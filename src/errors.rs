use fractic_server_error::define_client_error;

// IO-related.
define_client_error!(ReadError, "Error reading file.");

// Parsing-related.
define_client_error!(InvalidJson, "Invalid JSON: expected an array of rows.");
define_client_error!(
    InvalidJsonRow,
    "Invalid JSON row at index {index}: expected an object.",
    { index: usize }
);
define_client_error!(InvalidCsv, "Invalid CSV format.");
define_client_error!(
    MissingCsvColumn,
    "Invalid CSV header: missing required column '{column}'.",
    { column: &str }
);
define_client_error!(InvalidRon, "Invalid {ron_type} (invalid RON format).", { ron_type: &str });
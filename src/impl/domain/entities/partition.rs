use serde_derive::{Deserialize, Serialize};

use super::ledger_row::LedgerRow;

pub const MTF_BOOK_CODE: &str = "MTF";
pub const ICL_BOOK_CODE: &str = "ICL";
pub const MTF_FUNDED_ACCOUNT_SUFFIX: &str = "_F";

/// Logical sub-ledger a ledger row is reconciled in.
#[derive(Debug, Clone, Copy, PartialEq, Eq, Hash, Serialize, Deserialize)]
#[serde(rename_all = "UPPERCASE")]
pub enum Partition {
    Group1,
    Mtf,
    Mtff,
}

/// What a row contributes to once it has been assigned a partition.
#[derive(Debug, Clone, Copy, PartialEq, Eq)]
pub enum RowRole {
    /// Summed into the partition's opening total.
    Opening,
    /// Threaded through the running balance.
    Running,
    /// Member of the partition but part of neither total.
    Excluded,
}

// --

impl Partition {
    pub const ALL: [Partition; 3] = [Partition::Group1, Partition::Mtf, Partition::Mtff];

    /// Partition membership of a row. ICL-booked rows belong to none.
    pub fn of(row: &LedgerRow) -> Option<Partition> {
        match row.book_code.as_str() {
            MTF_BOOK_CODE if row.account_code.ends_with(MTF_FUNDED_ACCOUNT_SUFFIX) => {
                Some(Partition::Mtff)
            }
            MTF_BOOK_CODE => Some(Partition::Mtf),
            ICL_BOOK_CODE => None,
            _ => Some(Partition::Group1),
        }
    }

    /// Role of a row within this partition, or `None` if the row does not
    /// belong here at all.
    ///
    /// Associate opening balances are only dropped for GROUP1; MTF books carry
    /// them as ordinary running rows.
    pub fn role_of(&self, row: &LedgerRow) -> Option<RowRole> {
        if Partition::of(row) != Some(*self) {
            return None;
        }
        Some(if row.is_opening_balance() {
            RowRole::Opening
        } else if *self == Partition::Group1 && row.is_associate_opening_balance() {
            RowRole::Excluded
        } else {
            RowRole::Running
        })
    }

    pub fn name(&self) -> &'static str {
        match self {
            Partition::Group1 => "GROUP1",
            Partition::Mtf => "MTF",
            Partition::Mtff => "MTFF",
        }
    }
}

impl std::fmt::Display for Partition {
    fn fmt(&self, f: &mut std::fmt::Formatter<'_>) -> std::fmt::Result {
        f.write_str(self.name())
    }
}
:::
**Task goal**
Could you reproduce every record above exactly as it appears?

**Solution to this problem**
filename src/errors.rs
use fractic_server_error::define_client_error;

// IO-related.
define_client_error!(ReadError, "Error reading file.");

// Parsing-related.
define_client_error!(InvalidJson, "Invalid JSON: expected an array of rows.");
define_client_error!(
    InvalidJsonRow,
    "Invalid JSON row at index {index}: expected an object.",
    { index: usize }
);
define_client_error!(InvalidCsv, "Invalid CSV format.");
define_client_error!(
    MissingCsvColumn,
    "Invalid CSV header: missing required column '{column}'.",
    { column: &str }
);
define_client_error!(InvalidRon, "Invalid {ron_type} (invalid RON format).", { ron_type: &str });
filename src/impl/domain/entities/partition.rs
use serde_derive::{Deserialize, Serialize};

use super::ledger_row::LedgerRow;

pub const MTF_BOOK_CODE: &str = "MTF";
pub const ICL_BOOK_CODE: &str = "ICL";
pub const MTF_FUNDED_ACCOUNT_SUFFIX: &str = "_F";

/// Logical sub-ledger a ledger row is reconciled in.
#[derive(Debug, Clone, Copy, PartialEq, Eq, Hash, Serialize, Deserialize)]
#[serde(rename_all = "UPPERCASE")]
pub enum Partition {
    Group1,
    Mtf,
    Mtff,
}

/// What a row contributes to once it has been assigned a partition.
#[derive(Debug, Clone, Copy, PartialEq, Eq)]
pub enum RowRole {
    /// Summed into the partition's opening total.
    Opening,
    /// Threaded through the running balance.
    Running,
    /// Member of the partition but part of neither total.
    Excluded,
}

// --

impl Partition {
    pub const ALL: [Partition; 3] = [Partition::Group1, Partition::Mtf, Partition::Mtff];

    /// Partition membership of a row. ICL-booked rows belong to none.
    pub fn of(row: &LedgerRow) -> Option<Partition> {
        match row.book_code.as_str() {
            MTF_BOOK_CODE if row.account_code.ends_with(MTF_FUNDED_ACCOUNT_SUFFIX) => {
                Some(Partition::Mtff)
            }
            MTF_BOOK_CODE => Some(Partition::Mtf),
            ICL_BOOK_CODE => None,
            _ => Some(Partition::Group1),
        }
    }

    /// Role of a row within this partition, or `None` if the row does not
    /// belong here at all.
    ///
    /// Associate opening balances are only dropped for GROUP1; MTF books carry
    /// them as ordinary running rows.
    pub fn role_of(&self, row: &LedgerRow) -> Option<RowRole> {
        if Partition::of(row) != Some(*self) {
            return None;
        }
        Some(if row.is_opening_balance() {
            RowRole::Opening
        } else if *self == Partition::Group1 && row.is_associate_opening_balance() {
            RowRole::Excluded
        } else {
            RowRole::Running
        })
    }

    pub fn name(&self) -> &'static str {
        match self {
            Partition::Group1 => "GROUP1",
            Partition::Mtf => "MTF",
            Partition::Mtff => "MTFF",
        }
    }
}

impl std::fmt::Display for Partition {
    fn fmt(&self, f: &mut std::fmt::Formatter<'_>) -> std::fmt::Result {
        f.write_str(self.name())
    }
}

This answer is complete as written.